Health Care Kabuki Theater Deluxe

August 8th, 2009
healthcare

Those of us attempting to live on what was a shoestring budget even before the Great Unending Recession/Depression have probably been watching the large insanity of vacationing Congresscritters attempting to hold Town Hall meetings with their constituents back home with some bemusement. It’s no secret that the WingNut Network [a.k.a. Fox] and Hate Radio pundits have been inciting their faithful dummies to riot, since this has been ongoing ever since they lost the election last November in a big way. Between the clueless idiots who can’t believe a black man is a real American citizen (or that exotic Hawaii is actually a state) and the Bermuda shorts and gray hair crowd shouting “Keep the government OUT of my Medicare!” one really does have to wonder if maybe there’s something in the water making people lose what few IQ points they might have had back in kindergarten.

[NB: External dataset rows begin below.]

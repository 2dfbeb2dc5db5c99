use std::collections::{BTreeMap, BTreeSet};

use async_trait::async_trait;
use tokio::sync::RwLock;

use super::{
    error::QueryError,
    schema::{Id, Recipe, RecipeRow, Taxonomy, TaxonomyItem, User},
    store::{
        unique_names, NewUser, RecipeDraft, RecipeFilter, RecipePatch, RecipeStore, TaxonomyStore,
        UserChanges, UserStore,
    },
};

#[derive(Debug, Default)]
struct ItemTable {
    rows: BTreeMap<Id, TaxonomyItem>,
    /// `(recipe_id, item_id)` pairs.
    links: BTreeSet<(Id, Id)>,
    last_id: Id,
}

impl ItemTable {
    fn get_or_create(&mut self, owner: Id, name: &str) -> Id {
        let existing = self
            .rows
            .values()
            .find(|item| item.user_id == owner && item.name == name);
        if let Some(item) = existing {
            return item.id;
        }

        self.last_id += 1;
        let id = self.last_id;
        self.rows.insert(
            id,
            TaxonomyItem {
                id,
                name: name.to_owned(),
                user_id: owner,
            },
        );
        id
    }

    fn attach(&mut self, owner: Id, recipe_id: Id, names: &[String]) {
        for name in unique_names(names) {
            let item_id = self.get_or_create(owner, name);
            self.links.insert((recipe_id, item_id));
        }
    }

    fn detach_recipe(&mut self, recipe_id: Id) {
        self.links.retain(|(recipe, _)| *recipe != recipe_id);
    }

    fn items_of(&self, recipe_id: Id) -> Vec<TaxonomyItem> {
        self.links
            .range((recipe_id, Id::MIN)..=(recipe_id, Id::MAX))
            .filter_map(|(_, item_id)| self.rows.get(item_id).cloned())
            .collect()
    }

    fn has_any(&self, recipe_id: Id, ids: &[Id]) -> bool {
        ids.iter().any(|id| self.links.contains(&(recipe_id, *id)))
    }
}

#[derive(Debug, Default)]
struct Tables {
    users: BTreeMap<Id, User>,
    recipes: BTreeMap<Id, RecipeRow>,
    tags: ItemTable,
    ingredients: ItemTable,
    last_user_id: Id,
    last_recipe_id: Id,
}

impl Tables {
    fn items(&self, kind: Taxonomy) -> &ItemTable {
        match kind {
            Taxonomy::Tag => &self.tags,
            Taxonomy::Ingredient => &self.ingredients,
        }
    }

    fn items_mut(&mut self, kind: Taxonomy) -> &mut ItemTable {
        match kind {
            Taxonomy::Tag => &mut self.tags,
            Taxonomy::Ingredient => &mut self.ingredients,
        }
    }

    fn recipe(&self, owner: Id, id: Id) -> Option<Recipe> {
        let row = self.recipes.get(&id).filter(|row| row.user_id == owner)?;
        Some(Recipe::from_row(
            row.clone(),
            self.tags.items_of(id),
            self.ingredients.items_of(id),
        ))
    }
}

/// In-process storage with the same observable behaviour as the PostgreSQL
/// backend. Used by tests and by `DATABASE_URL=memory`.
#[derive(Debug, Default)]
pub struct MemoryStore {
    tables: RwLock<Tables>,
}

impl MemoryStore {
    pub fn new() -> Self {
        Self::default()
    }
}

#[async_trait]
impl UserStore for MemoryStore {
    async fn insert_user(&self, user: NewUser) -> Result<User, QueryError> {
        let mut tables = self.tables.write().await;
        if tables.users.values().any(|u| u.email == user.email) {
            return Err(QueryError::AlreadyExists {
                entity: "user with this email",
            });
        }

        tables.last_user_id += 1;
        let row = User {
            id: tables.last_user_id,
            email: user.email,
            name: user.name,
            password: user.password_hash,
            is_active: user.is_active,
            is_staff: user.is_staff,
            is_superuser: user.is_superuser,
        };
        tables.users.insert(row.id, row.clone());
        Ok(row)
    }

    async fn get_user_by_email(&self, email: &str) -> Result<Option<User>, QueryError> {
        let tables = self.tables.read().await;
        Ok(tables.users.values().find(|u| u.email == email).cloned())
    }

    async fn get_user_by_id(&self, id: Id) -> Result<Option<User>, QueryError> {
        let tables = self.tables.read().await;
        Ok(tables.users.get(&id).cloned())
    }

    async fn update_user(&self, id: Id, changes: UserChanges) -> Result<Option<User>, QueryError> {
        let mut tables = self.tables.write().await;
        let Some(user) = tables.users.get_mut(&id) else {
            return Ok(None);
        };

        if let Some(name) = changes.name {
            user.name = name;
        }
        if let Some(password) = changes.password_hash {
            user.password = password;
        }
        Ok(Some(user.clone()))
    }
}

#[async_trait]
impl TaxonomyStore for MemoryStore {
    async fn list_items(
        &self,
        kind: Taxonomy,
        owner: Id,
        assigned_only: bool,
    ) -> Result<Vec<TaxonomyItem>, QueryError> {
        let tables = self.tables.read().await;
        let table = tables.items(kind);

        let mut rows: Vec<TaxonomyItem> = table
            .rows
            .values()
            .filter(|item| item.user_id == owner)
            .filter(|item| {
                !assigned_only || table.links.iter().any(|(_, item_id)| *item_id == item.id)
            })
            .cloned()
            .collect();
        rows.sort_by(|a, b| b.name.cmp(&a.name).then(b.id.cmp(&a.id)));

        Ok(rows)
    }

    async fn get_item(
        &self,
        kind: Taxonomy,
        owner: Id,
        id: Id,
    ) -> Result<Option<TaxonomyItem>, QueryError> {
        let tables = self.tables.read().await;
        Ok(tables
            .items(kind)
            .rows
            .get(&id)
            .filter(|item| item.user_id == owner)
            .cloned())
    }

    async fn rename_item(
        &self,
        kind: Taxonomy,
        owner: Id,
        id: Id,
        name: &str,
    ) -> Result<Option<TaxonomyItem>, QueryError> {
        let mut tables = self.tables.write().await;
        let item = tables
            .items_mut(kind)
            .rows
            .get_mut(&id)
            .filter(|item| item.user_id == owner);

        Ok(item.map(|item| {
            item.name = name.to_owned();
            item.clone()
        }))
    }

    async fn delete_item(&self, kind: Taxonomy, owner: Id, id: Id) -> Result<bool, QueryError> {
        let mut tables = self.tables.write().await;
        let table = tables.items_mut(kind);

        let owned = table.rows.get(&id).is_some_and(|item| item.user_id == owner);
        if !owned {
            return Ok(false);
        }

        table.rows.remove(&id);
        table.links.retain(|(_, item_id)| *item_id != id);
        Ok(true)
    }
}

#[async_trait]
impl RecipeStore for MemoryStore {
    async fn list_recipes(
        &self,
        owner: Id,
        filter: &RecipeFilter,
    ) -> Result<Vec<Recipe>, QueryError> {
        let tables = self.tables.read().await;

        Ok(tables
            .recipes
            .values()
            .rev()
            .filter(|row| row.user_id == owner)
            .filter(|row| {
                [Taxonomy::Tag, Taxonomy::Ingredient]
                    .into_iter()
                    .all(|kind| match filter.ids(kind) {
                        Some(ids) => tables.items(kind).has_any(row.id, ids),
                        None => true,
                    })
            })
            .filter_map(|row| tables.recipe(owner, row.id))
            .collect())
    }

    async fn get_recipe(&self, owner: Id, id: Id) -> Result<Option<Recipe>, QueryError> {
        let tables = self.tables.read().await;
        Ok(tables.recipe(owner, id))
    }

    async fn create_recipe(&self, owner: Id, draft: RecipeDraft) -> Result<Recipe, QueryError> {
        let mut tables = self.tables.write().await;

        tables.last_recipe_id += 1;
        let id = tables.last_recipe_id;
        tables.recipes.insert(
            id,
            RecipeRow {
                id,
                user_id: owner,
                title: draft.title.to_owned(),
                description: draft.description.to_owned(),
                time_minutes: draft.time_minutes,
                price: draft.price,
                link: draft.link.to_owned(),
                image: None,
            },
        );

        for kind in [Taxonomy::Tag, Taxonomy::Ingredient] {
            tables.items_mut(kind).attach(owner, id, draft.names(kind));
        }

        tables
            .recipe(owner, id)
            .ok_or(QueryError::Vanished { entity: "recipe", id })
    }

    async fn update_recipe(
        &self,
        owner: Id,
        id: Id,
        patch: RecipePatch,
    ) -> Result<Option<Recipe>, QueryError> {
        let mut tables = self.tables.write().await;
        let Some(row) = tables
            .recipes
            .get_mut(&id)
            .filter(|row| row.user_id == owner)
        else {
            return Ok(None);
        };

        if let Some(title) = patch.title.as_ref() {
            row.title = title.to_owned();
        }
        if let Some(description) = patch.description.as_ref() {
            row.description = description.to_owned();
        }
        if let Some(time_minutes) = patch.time_minutes {
            row.time_minutes = time_minutes;
        }
        if let Some(price) = patch.price {
            row.price = price;
        }
        if let Some(link) = patch.link.as_ref() {
            row.link = link.to_owned();
        }

        for kind in [Taxonomy::Tag, Taxonomy::Ingredient] {
            if let Some(names) = patch.names(kind) {
                let table = tables.items_mut(kind);
                table.detach_recipe(id);
                table.attach(owner, id, names);
            }
        }

        Ok(tables.recipe(owner, id))
    }

    async fn delete_recipe(&self, owner: Id, id: Id) -> Result<bool, QueryError> {
        let mut tables = self.tables.write().await;
        let owned = tables.recipes.get(&id).is_some_and(|row| row.user_id == owner);
        if !owned {
            return Ok(false);
        }

        tables.recipes.remove(&id);
        tables.tags.detach_recipe(id);
        tables.ingredients.detach_recipe(id);
        Ok(true)
    }

    async fn set_recipe_image(
        &self,
        owner: Id,
        id: Id,
        path: &str,
    ) -> Result<Option<Recipe>, QueryError> {
        let mut tables = self.tables.write().await;
        match tables
            .recipes
            .get_mut(&id)
            .filter(|row| row.user_id == owner)
        {
            Some(row) => row.image = Some(path.to_owned()),
            None => return Ok(None),
        }

        Ok(tables.recipe(owner, id))
    }
}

Some of us also know that going to a doctor regularly if you aren’t actually sick is not wise, thus are probably better off if we don’t suffer some chronic condition with our very limited access to the health care system than we might be if we had annual check-ups and the ability to demand whatever drug is advertised on television nightly. While it’s a sad truth that ~50 million Americans have no access to the health care system – and that’s an insurance issue – I haven’t seen anybody talking much lately about the health care system itself, which just happens to be the third leading cause of death in the United States.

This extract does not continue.